▸ **GOAL OF THE EXERCISE**
From the records, pick out and copy each line containing "depth".

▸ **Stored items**
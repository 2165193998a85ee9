use std::collections::{BTreeMap, BTreeSet};
use std::ffi::OsStr;
use std::path::{Path, PathBuf};

use crate::models::{Lockfile, LockfileKind, Manifest, ManifestKind};
use crate::subproject::{DependencySource, LockfileSource, Subproject};

use super::{fnmatch, parent_dir, relative_to};

const REQUIREMENTS_DIR: &str = "requirements";

/// pip requirement files, possibly several per project and possibly kept in
/// a `requirements/` folder below the project root.
#[derive(Debug, Clone, PartialEq, Eq)]
pub struct PipRequirementsMatcher {
    /// Glob for the file name without extension, matched over the path below
    /// the scan root.
    pub base_file_pattern: &'static str,
    pub requirements_file_extensions: &'static [&'static str],
    pub manifest_file_extension: &'static str,
    pub default_manifest_file_base: &'static str,
}

impl Default for PipRequirementsMatcher {
    fn default() -> Self {
        Self {
            base_file_pattern: "*requirement*",
            requirements_file_extensions: &["txt", "pip"],
            manifest_file_extension: "in",
            default_manifest_file_base: "requirements",
        }
    }
}

impl PipRequirementsMatcher {
    pub fn is_match(&self, path: &Path, root: &Path) -> bool {
        self.is_requirements(path, root) || self.is_manifest(path, root)
    }

    fn is_requirements(&self, path: &Path, root: &Path) -> bool {
        let rel = relative_to(path, root);
        self.requirements_file_extensions
            .iter()
            .any(|ext| fnmatch(rel, &format!("{}.{}", self.base_file_pattern, ext)))
    }

    fn is_manifest(&self, path: &Path, root: &Path) -> bool {
        let rel = relative_to(path, root);
        fnmatch(
            rel,
            &format!("{}.{}", self.base_file_pattern, self.manifest_file_extension),
        ) || rel == Path::new(&self.default_manifest_name())
    }

    fn default_manifest_name(&self) -> String {
        format!(
            "{}.{}",
            self.default_manifest_file_base, self.manifest_file_extension
        )
    }

    /// `requirements/base.txt` belongs to the directory holding the
    /// `requirements` folder; anything else to its own directory. Only the
    /// part below the scan root is searched for the folder.
    fn requirements_root(&self, path: &Path, root: &Path) -> PathBuf {
        let rel = relative_to(path, root);
        let depth = rel.components().count();
        rel.components()
            .position(|c| c.as_os_str() == OsStr::new(REQUIREMENTS_DIR))
            .and_then(|idx| path.ancestors().nth(depth - idx))
            .map(Path::to_path_buf)
            .unwrap_or_else(|| parent_dir(path))
    }

    /// Same-stem manifest next to the requirements file first
    /// (`requirements-dev.txt` → `requirements-dev.in`), then the default
    /// manifest at the project root.
    fn manifest_for(
        &self,
        path: &Path,
        root: &Path,
        candidates: &BTreeSet<PathBuf>,
    ) -> Option<PathBuf> {
        let stem = path.file_stem().map(|s| s.to_string_lossy().into_owned())?;
        let sibling = path.with_file_name(format!("{}.{}", stem, self.manifest_file_extension));
        if candidates.contains(&sibling) {
            return Some(sibling);
        }
        let at_root = self.requirements_root(path, root).join(self.default_manifest_name());
        candidates.contains(&at_root).then_some(at_root)
    }

    pub fn make_subprojects(
        &self,
        candidates: &BTreeSet<PathBuf>,
        root: &Path,
    ) -> (Vec<Subproject>, BTreeSet<PathBuf>) {
        let mut consumed = BTreeSet::new();
        let mut by_root: BTreeMap<PathBuf, Vec<&PathBuf>> = BTreeMap::new();
        for path in candidates {
            if self.is_manifest(path, root) {
                consumed.insert(path.clone());
            }
            if self.is_requirements(path, root) {
                consumed.insert(path.clone());
                by_root.entry(self.requirements_root(path, root)).or_default().push(path);
            }
        }

        let subprojects = by_root
            .into_iter()
            .map(|(subproject_root, requirement_files)| {
                let mut sources: Vec<LockfileSource> = requirement_files
                    .into_iter()
                    .map(|path| {
                        let manifest = self
                            .manifest_for(path, root, candidates)
                            .map(|m| Manifest::new(ManifestKind::RequirementsIn, m));
                        LockfileSource::new(
                            Lockfile::new(LockfileKind::PipRequirementsTxt, path),
                            manifest,
                        )
                    })
                    .collect();

                let source = if sources.len() == 1 {
                    sources.remove(0).to_source()
                } else {
                    DependencySource::MultiLockfile(sources)
                };
                Subproject::new(subproject_root, source)
            })
            .collect();

        (subprojects, consumed)
    }
}
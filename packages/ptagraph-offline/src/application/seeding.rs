//! Seed Selection Policies
//!
//! A round starts by electing the seed pointers whose points-to sets the
//! next solver round has to refine; everything else is a candidate for
//! distillation. The receiver variables of virtual call sites are seeded
//! unconditionally (dispatch resolution always consumes them), and one
//! policy widens the set:
//! - **AllUserCode**: every pointer declared in user code
//! - **AmbiguousVirtualBases**: receivers of calls still resolving to
//!   more than one target
//! - **StaticCasts**: operands of downcasts not yet proven safe
//! - **VirtualBase**: nothing beyond the unconditional receivers
//!
//! Policy bodies seed the resolved pointer itself; externally supplied
//! handles are routed to their equivalence-class representative first,
//! because that is where a merged pointer's set lives.

use std::collections::VecDeque;

use tracing::debug;

use crate::domain::pointer::{PointerId, PointerKind, PointerTable, VarHandle};
use crate::ports::PrepSession;

/// Seed election strategy for one preprocessing round
#[derive(Debug, Clone, Copy, PartialEq, Eq, Hash, serde::Serialize, serde::Deserialize)]
pub enum SeedPolicy {
    /// Every pointer declared in user code
    AllUserCode,

    /// Receivers of virtual calls with more than one resolved target
    AmbiguousVirtualBases,

    /// Operands of downcasts whose safety is still unproven
    StaticCasts,

    /// Only the unconditional virtual-call receivers
    VirtualBase,
}

impl SeedPolicy {
    pub fn as_str(&self) -> &'static str {
        match self {
            SeedPolicy::AllUserCode => "all_user_code",
            SeedPolicy::AmbiguousVirtualBases => "ambiguous_virtual_bases",
            SeedPolicy::StaticCasts => "static_casts",
            SeedPolicy::VirtualBase => "virtual_base",
        }
    }
}

impl Default for SeedPolicy {
    fn default() -> Self {
        SeedPolicy::AllUserCode
    }
}

/// Seed one pointer as-is: mark it live and enqueue it
#[inline]
fn seed_raw(table: &mut PointerTable, worklist: &mut VecDeque<PointerId>, p: PointerId) {
    table.mark_live(p);
    worklist.push_back(p);
}

/// Seed externally named pointers, routed through their representative
///
/// Handles that no longer resolve are skipped silently; a client may keep
/// stale handles for variables deleted between rounds.
pub(crate) fn seed_handles<I>(
    table: &mut PointerTable,
    worklist: &mut VecDeque<PointerId>,
    handles: I,
) -> usize
where
    I: IntoIterator<Item = VarHandle>,
{
    let mut added = 0;
    for handle in handles {
        let Some(p) = table.resolve(handle) else {
            continue;
        };
        let rep = table.representative(p);
        seed_raw(table, worklist, rep);
        added += 1;
    }
    added
}

/// Run one policy body; returns the number of seeds it added
pub(crate) fn run_policy(
    policy: SeedPolicy,
    table: &mut PointerTable,
    worklist: &mut VecDeque<PointerId>,
    session: &PrepSession<'_>,
) -> usize {
    let added = match policy {
        SeedPolicy::AllUserCode => seed_all_user_code(table, worklist, session),
        SeedPolicy::AmbiguousVirtualBases => {
            seed_ambiguous_virtual_bases(table, worklist, session)
        }
        SeedPolicy::StaticCasts => seed_static_casts(table, worklist, session),
        SeedPolicy::VirtualBase => 0,
    };
    debug!("Policy {} elected {} seed pointers", policy.as_str(), added);
    added
}

/// Seed every local of a reachable user routine and every user global
fn seed_all_user_code(
    table: &mut PointerTable,
    worklist: &mut VecDeque<PointerId>,
    session: &PrepSession<'_>,
) -> usize {
    let mut added = 0;
    for p in 0..table.len() as PointerId {
        let user_code = match table.kind(p) {
            PointerKind::Local { routine } => {
                session.program.is_reachable(routine) && !session.program.is_library(routine)
            }
            PointerKind::Global { in_library } => !in_library,
            PointerKind::ObjectField { .. } => false,
        };
        if user_code {
            seed_raw(table, worklist, p);
            added += 1;
        }
    }
    added
}

/// Seed receivers of virtual calls that still dispatch to several targets
fn seed_ambiguous_virtual_bases(
    table: &mut PointerTable,
    worklist: &mut VecDeque<PointerId>,
    session: &PrepSession<'_>,
) -> usize {
    let mut added = 0;
    for routine in session.program.reachable_routines() {
        for edge in session.program.call_edges(routine) {
            let Some(handle) = edge.receiver else {
                continue;
            };
            if edge.resolved_targets <= 1 {
                continue;
            }
            if let Some(p) = table.resolve(handle) {
                seed_raw(table, worklist, p);
                added += 1;
            }
        }
    }
    added
}

/// Seed downcast operands the current points-to sets cannot prove safe
///
/// An operand with an empty set is vacuously safe and stays unseeded.
fn seed_static_casts(
    table: &mut PointerTable,
    worklist: &mut VecDeque<PointerId>,
    session: &PrepSession<'_>,
) -> usize {
    let mut added = 0;
    for routine in session.program.reachable_routines() {
        if session.program.is_library(routine) || !session.program.is_concrete(routine) {
            continue;
        }
        for site in session.program.cast_sites(routine) {
            let Some(p) = table.resolve(site.operand) else {
                continue;
            };
            let rep = table.representative(p);

            let mut safe = true;
            for obj in session.points_to.points_to(rep) {
                safe = session
                    .casts
                    .cast_never_fails(session.program.object_type(obj), site.target_type);
                if !safe {
                    break;
                }
            }

            if !safe {
                seed_raw(table, worklist, p);
                added += 1;
            }
        }
    }
    added
}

▸ **EXPECTED ANSWER**
        let depth = rel.components().count();
            .and_then(|idx| path.ancestors().nth(depth - idx))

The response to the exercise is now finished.